Впрочем, для меня, так же как и для брата, никогда не существовала такая дилемма: либо учеба, либо спорт. Должно быть, это потому, что мы выросли в семье, где высшее образование для каждого из детей было чем-то само собою разумеющимся. Это вовсе не значит, что мы росли маменькиными сынками. В семье, где пятеро детей, маменькиных сынков не бывает. Две старшие сестры закончили институты, когда стали уже взрослыми: их юность совпала с годами войны, и высшее образование пришлось отложить до лучших времен. Мы же с Женькой, младшие в нашей большой семье, братья-близнецы (по свидетельству мамы, я родился на 20 минут раньше), закончили школу в 1955 году и, получив свои аттестаты зрелости, тут же отнесли их в институты: Женька — в менделеевский, я — в авиационный технологический.
Мы тогда занимались уже спортом вовсю. Весной 1955 года меня приняли даже в команду мастеров.
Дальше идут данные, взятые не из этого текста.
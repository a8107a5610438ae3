use crate::upstream::target::TargetPool;
use futures_util::stream::{self, StreamExt};
use std::sync::Arc;
use std::time::Duration;
use tracing::{debug, warn};

const PROBE_CONCURRENCY: usize = 8;
const PROBE_TIMEOUT: Duration = Duration::from_secs(5);
const PROBE_PATH: &str = "/health";

/// Build a shared HTTP client for active health probes.
pub fn build_health_check_client() -> reqwest::Client {
    reqwest::Client::builder()
        .timeout(PROBE_TIMEOUT)
        .no_proxy()
        .build()
        .expect("failed to build health check client")
}

/// Run one round of active health checks against every target in the pool.
pub async fn run_health_checks(pool: &TargetPool, client: &reqwest::Client) {
    let targets = pool.snapshot();
    if targets.is_empty() {
        return;
    }

    stream::iter(targets)
        .map(|target| {
            let client = client.clone();
            async move {
                let url = format!("{}{}", target.base_url(), PROBE_PATH);
                let authority = target.authority();
                let result = client.get(&url).send().await;
                let healthy = matches!(&result, Ok(resp) if (200..400).contains(&resp.status().as_u16()));

                metrics::counter!(
                    "gateway_health_check_total",
                    "upstream" => authority.clone(),
                    "result" => if healthy { "success" } else { "failure" },
                )
                .increment(1);
                metrics::gauge!(
                    "gateway_upstream_health_status",
                    "upstream" => authority.clone(),
                )
                .set(if healthy { 1.0 } else { 0.0 });

                if healthy {
                    debug!(upstream = %authority, "health: active check passed");
                } else {
                    warn!(upstream = %authority, "health: active check failed");
                }

                (authority, healthy)
            }
        })
        .buffer_unordered(PROBE_CONCURRENCY)
        .for_each(|(authority, healthy)| {
            pool.mark_health(&authority, healthy);
            futures_util::future::ready(())
        })
        .await;
}

/// Spawn the periodic active health-check loop.
pub fn start_health_check_loop(
    pool: Arc<TargetPool>,
    interval: Duration,
    shutdown: Arc<tokio::sync::Notify>,
) {
    let client = build_health_check_client();
    tokio::spawn(async move {
        loop {
            tokio::select! {
                _ = tokio::time::sleep(interval) => {}
                _ = shutdown.notified() => return,
            }
            run_health_checks(&pool, &client).await;
        }
    });
}
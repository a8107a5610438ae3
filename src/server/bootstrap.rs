use crate::{config, discovery, server, upstream};
use anyhow::Result;
use std::sync::Arc;
use std::time::Duration;
use tokio::sync::Notify;
use tracing_subscriber::layer::SubscriberExt;
use tracing_subscriber::util::SubscriberInitExt;
use tracing_subscriber::EnvFilter;

/// CLI arguments forwarded from `main()`.
pub struct BootstrapArgs {
    pub config_path: std::path::PathBuf,
}

/// Gateway lifecycle: init → build state → start background loops → serve →
/// shutdown + drain.
pub async fn run(args: BootstrapArgs) -> Result<()> {
    init_tracing();

    let gateway_config = config::GatewayConfig::load(&args.config_path)?;
    let state = server::GatewayState::new(gateway_config);
    let config = state.config.load().clone();

    let shutdown = Arc::new(Notify::new());

    state.reputation.load_persisted().await;
    start_reputation_janitor(
        &state,
        Duration::from_millis(config.rate_limit.cleanup_interval_ms),
        &shutdown,
    );

    state
        .rate_limit
        .start_janitor(Duration::from_millis(config.rate_limit.cleanup_interval_ms), shutdown.clone());
    state
        .bot_scorer
        .start_janitor(Duration::from_millis(config.rate_limit.cleanup_interval_ms), shutdown.clone());

    if config.upstream_hosts.is_empty() && config.discovery.auto_discover {
        start_discovery_loop(&state, &shutdown).await;
    } else if !config.upstream_hosts.is_empty() {
        tracing::info!("discovery: skipped, static upstream_hosts configured");
    } else {
        tracing::info!("discovery: disabled by config");
    }

    upstream::start_health_check_loop(state.pool.clone(), Duration::from_secs(10), shutdown.clone());

    start_admin_server(&state, config.admin_port, &config.host);

    tracing::info!(port = config.port, "server: starting gateway");
    let listen = format!("{}:{}", config.host, config.port);
    let proxy_handle = tokio::spawn({
        let state = state.clone();
        let shutdown = shutdown.clone();
        async move { server::run_proxy_server(&listen, state, shutdown).await }
    });

    wait_for_shutdown(&shutdown).await;

    if let Err(e) = proxy_handle.await {
        tracing::error!("server: proxy task error: {}", e);
    }

    if let Err(e) = state.reputation.persist().await {
        tracing::error!("reputation: failed to persist cache on shutdown: {}", e);
    }

    tracing::info!("server: shutdown complete");
    Ok(())
}

fn init_tracing() {
    let (non_blocking, _guard) = tracing_appender::non_blocking::NonBlockingBuilder::default()
        .buffered_lines_limit(128_000)
        .lossy(true)
        .finish(std::io::stdout());

    tracing_subscriber::registry()
        .with(EnvFilter::try_from_default_env().unwrap_or_else(|_| EnvFilter::new("info")))
        .with(
            tracing_subscriber::fmt::layer()
                .with_writer(non_blocking)
                .with_ansi(false)
                .with_target(false)
                .json(),
        )
        .init();

    std::mem::forget(_guard);
}

fn start_reputation_janitor(state: &server::GatewayState, interval: Duration, shutdown: &Arc<Notify>) {
    let reputation = state.reputation.clone();
    let shutdown = shutdown.clone();
    tokio::spawn(async move {
        loop {
            tokio::select! {
                _ = tokio::time::sleep(interval) => {}
                _ = shutdown.notified() => {
                    return;
                }
            }
            if let Err(e) = reputation.persist().await {
                tracing::warn!("reputation: periodic persist failed: {}", e);
            }
        }
    });
}

async fn start_discovery_loop(state: &server::GatewayState, shutdown: &Arc<Notify>) {
    let config = state.config.load();
    match discovery::docker::connect() {
        Ok(docker) => {
            let handle = discovery::scan::spawn(
                docker,
                config.discovery.clone(),
                state.pool.clone(),
                shutdown.clone(),
            );
            state.set_discovery(handle).await;
            tracing::info!("discovery: docker loop started");
        }
        Err(e) => {
            tracing::warn!(error = %e, "discovery: docker socket unreachable, discovery disabled");
        }
    }
}

fn start_admin_server(state: &server::GatewayState, admin_port: u16, host: &str) {
    let s = state.clone();
    let admin_addr = format!("{}:{}", host, admin_port);
    tokio::spawn(async move {
        if let Err(e) = server::run_admin_server(&admin_addr, s).await {
            tracing::error!("server: admin failed, error={}", e);
        }
    });
}

async fn wait_for_shutdown(shutdown: &Arc<Notify>) {
    let ctrl_c = tokio::signal::ctrl_c();

    #[cfg(unix)]
    let terminate = async {
        tokio::signal::unix::signal(tokio::signal::unix::SignalKind::terminate())
            .expect("failed to install SIGTERM handler")
            .recv()
            .await;
    };

    #[cfg(not(unix))]
    let terminate = std::future::pending::<()>();

    tokio::select! {
        _ = ctrl_c => tracing::info!("server: received SIGINT, shutting down"),
        _ = terminate => tracing::info!("server: received SIGTERM, shutting down"),
    }

    shutdown.notify_waiters();
}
Собственно, спорт и в школьные годы отнимал у нас уйму времени. Мы пропадали на стадионе и во дворе целыми днями. Зимой играли в русский хоккей, как только таял лед — начинали гонять футбольный мяч. А когда не играли сами, шли на «Ширяевку» — спартаковский стадион в Сокольниках — смотреть тренировки или матчи «Спартака» по хоккею, хоккею с мячом, футболу. Мы прибегали с «Ширяевки» домой, кидали в угол, подальше от глаз родителей, свои спортивные доспехи, хватали школьные портфели и едва-едва поспевали к звонку, возвещавшему о начале второй смены.
Став игроками детских команд, мы никогда не пропускали ни одной тренировки. И нередко на какой-нибудь там психологии два брата Майоровы, а вместе с ними и ближайший их приятель Димка Китаев делали тайком домашние задания по математике: надо было выкраивать время для хоккея.
Отец, хоть прямо и не наложил вето на наше увлечение, был все же противником спорта. Он боялся, как бы спорт не помешал учебе сыновей. Но со временем смирился и он. Мы поняли это, увидав его однажды на «Ширяевке», на нашей игре. Он стоял среди зрителей и явно стремился остаться незамеченным. Мы не стали признаваться ему в том, что его инкогнито раскрыто, но в душе радовались своей моральной победе.
Думаю, что отца успокоила вполне приличная успеваемость его сыновей. Учителя на нас не жаловались, в наших дневниках редко появлялись плохие оценки, а мне даже удалось закончить школу с серебряной медалью. Никакого героизма в этом, сами понимаете, не было: футбол и хоккей — страсть многих тысяч мальчишек, тем более если живут они по соседству со стадионом, школу же бросают единицы. Да и только ли те, кого «совратил с пути истинного» спорт?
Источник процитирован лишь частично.